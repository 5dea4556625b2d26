//! Error types for retriable calls.

use thiserror::Error;

use super::CallState;
use crate::http::AttemptError;

/// Terminal failure of a [`RetriableCall`](super::RetriableCall).
///
/// Exactly one of these, or a successful response, reaches the completion
/// handler.
#[derive(Debug, Error)]
pub enum CallError {
    /// An attempt failed in a way retrying would not fix.
    #[error("Request failed on attempt {attempts}: {source}")]
    Fatal {
        /// Attempts made, including the failing one
        attempts: u32,
        /// The error returned by the failing attempt
        #[source]
        source: AttemptError,
    },

    /// Every attempt failed with a recoverable error and the schedule ran out.
    #[error("Request failed after {attempts} attempt(s): {last_error}")]
    RetriesExhausted {
        /// Total number of attempts made
        attempts: u32,
        /// The error from the final attempt
        #[source]
        last_error: AttemptError,
    },

    /// The call was cancelled before reaching another terminal outcome.
    #[error("Request was cancelled")]
    Cancelled,
}

impl CallError {
    /// Returns true if the call was cancelled.
    #[must_use]
    pub const fn is_cancelled(&self) -> bool {
        matches!(self, Self::Cancelled)
    }

    /// Returns true if the call ran out of retries.
    #[must_use]
    pub const fn is_retries_exhausted(&self) -> bool {
        matches!(self, Self::RetriesExhausted { .. })
    }

    /// Returns true if the call hit a non-recoverable error.
    #[must_use]
    pub const fn is_fatal(&self) -> bool {
        matches!(self, Self::Fatal { .. })
    }

    /// Returns the number of attempts made, if the call failed on an attempt.
    #[must_use]
    pub const fn attempts(&self) -> Option<u32> {
        match self {
            Self::Fatal { attempts, .. } | Self::RetriesExhausted { attempts, .. } => {
                Some(*attempts)
            }
            Self::Cancelled => None,
        }
    }
}

/// A retriable call was used incorrectly.
///
/// These are reported to the caller instead of being ignored, and never
/// settle the call.
#[derive(Debug, Clone, PartialEq, Eq, Error)]
pub enum MisuseError {
    /// The endpoint is not an absolute http/https URL.
    #[error("Invalid URL '{url}': {reason}")]
    InvalidUrl {
        /// The rejected URL string
        url: String,
        /// Reason for rejection
        reason: String,
    },

    /// The HTTP method is not one of the supported verbs.
    #[error("Invalid HTTP method '{0}'")]
    InvalidMethod(String),

    /// The call can only be started from `Ready`.
    #[error("Call cannot be started while {state}")]
    NotReady {
        /// State the call was in
        state: CallState,
    },

    /// The call has already settled.
    #[error("Call has already completed")]
    AlreadyCompleted,

    /// Dispatching requires a tokio runtime on the current thread.
    #[error("No tokio runtime available to dispatch the call")]
    NoRuntime,
}
//! Configuration layer for the `retriable-call` binary.
//!
//! This module provides:
//! - CLI argument parsing ([`Cli`], [`Command`])
//! - TOML configuration file parsing ([`TomlConfig`])
//! - Validated configuration ([`ValidatedConfig`])
//! - Configuration file generation ([`write_default_config`])
//! - Default values ([`defaults`])
//!
//! # Priority
//!
//! Configuration values are resolved with the following priority (highest to lowest):
//!
//! 1. **Explicit CLI arguments** - Values explicitly passed via command line
//! 2. **TOML config file** - Values from the configuration file
//! 3. **Built-in defaults** - Hardcoded default values
//!
//! The only required field is `url`.
//!
//! Headers are merged: TOML headers are applied first and CLI headers with
//! the same name replace them. A bearer token always sets `Authorization`.
//!
//! The body is taken whole from one source. `--body`/`--body-file` replace
//! `request.body`/`request.body_file` entirely; giving both forms in the same
//! source is an error.
//!
//! # Retry Schedule
//!
//! `--retry-intervals 10,300,1200` (or `retry.intervals`) lists the delay in
//! seconds before each retry, so a call makes at most one attempt more than
//! the list is long. `--no-retry` or an empty list sends exactly once.

mod cli;
pub mod defaults;
mod error;
mod toml;
mod validated;

#[cfg(test)]
mod validated_tests;

pub use cli::{Cli, Command};
pub use error::{ConfigError, field};
pub use toml::{TomlConfig, default_config_template};
pub use validated::{ValidatedConfig, write_default_config};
★ ★ ★ ★ ★ ★ ★
Activity:
Your answer must be the lines above from the one containing "- Configuration file" to the one containing "attempt more than", both included, restated word for word.

Exercise answer:
//! - Configuration file generation ([`write_default_config`])
//! - Default values ([`defaults`])
//!
//! # Priority
//!
//! Configuration values are resolved with the following priority (highest to lowest):
//!
//! 1. **Explicit CLI arguments** - Values explicitly passed via command line
//! 2. **TOML config file** - Values from the configuration file
//! 3. **Built-in defaults** - Hardcoded default values
//!
//! The only required field is `url`.
//!
//! Headers are merged: TOML headers are applied first and CLI headers with
//! the same name replace them. A bearer token always sets `Authorization`.
//!
//! The body is taken whole from one source. `--body`/`--body-file` replace
//! `request.body`/`request.body_file` entirely; giving both forms in the same
//! source is an error.
//!
//! # Retry Schedule
//!
//! `--retry-intervals 10,300,1200` (or `retry.intervals`) lists the delay in
//! seconds before each retry, so a call makes at most one attempt more than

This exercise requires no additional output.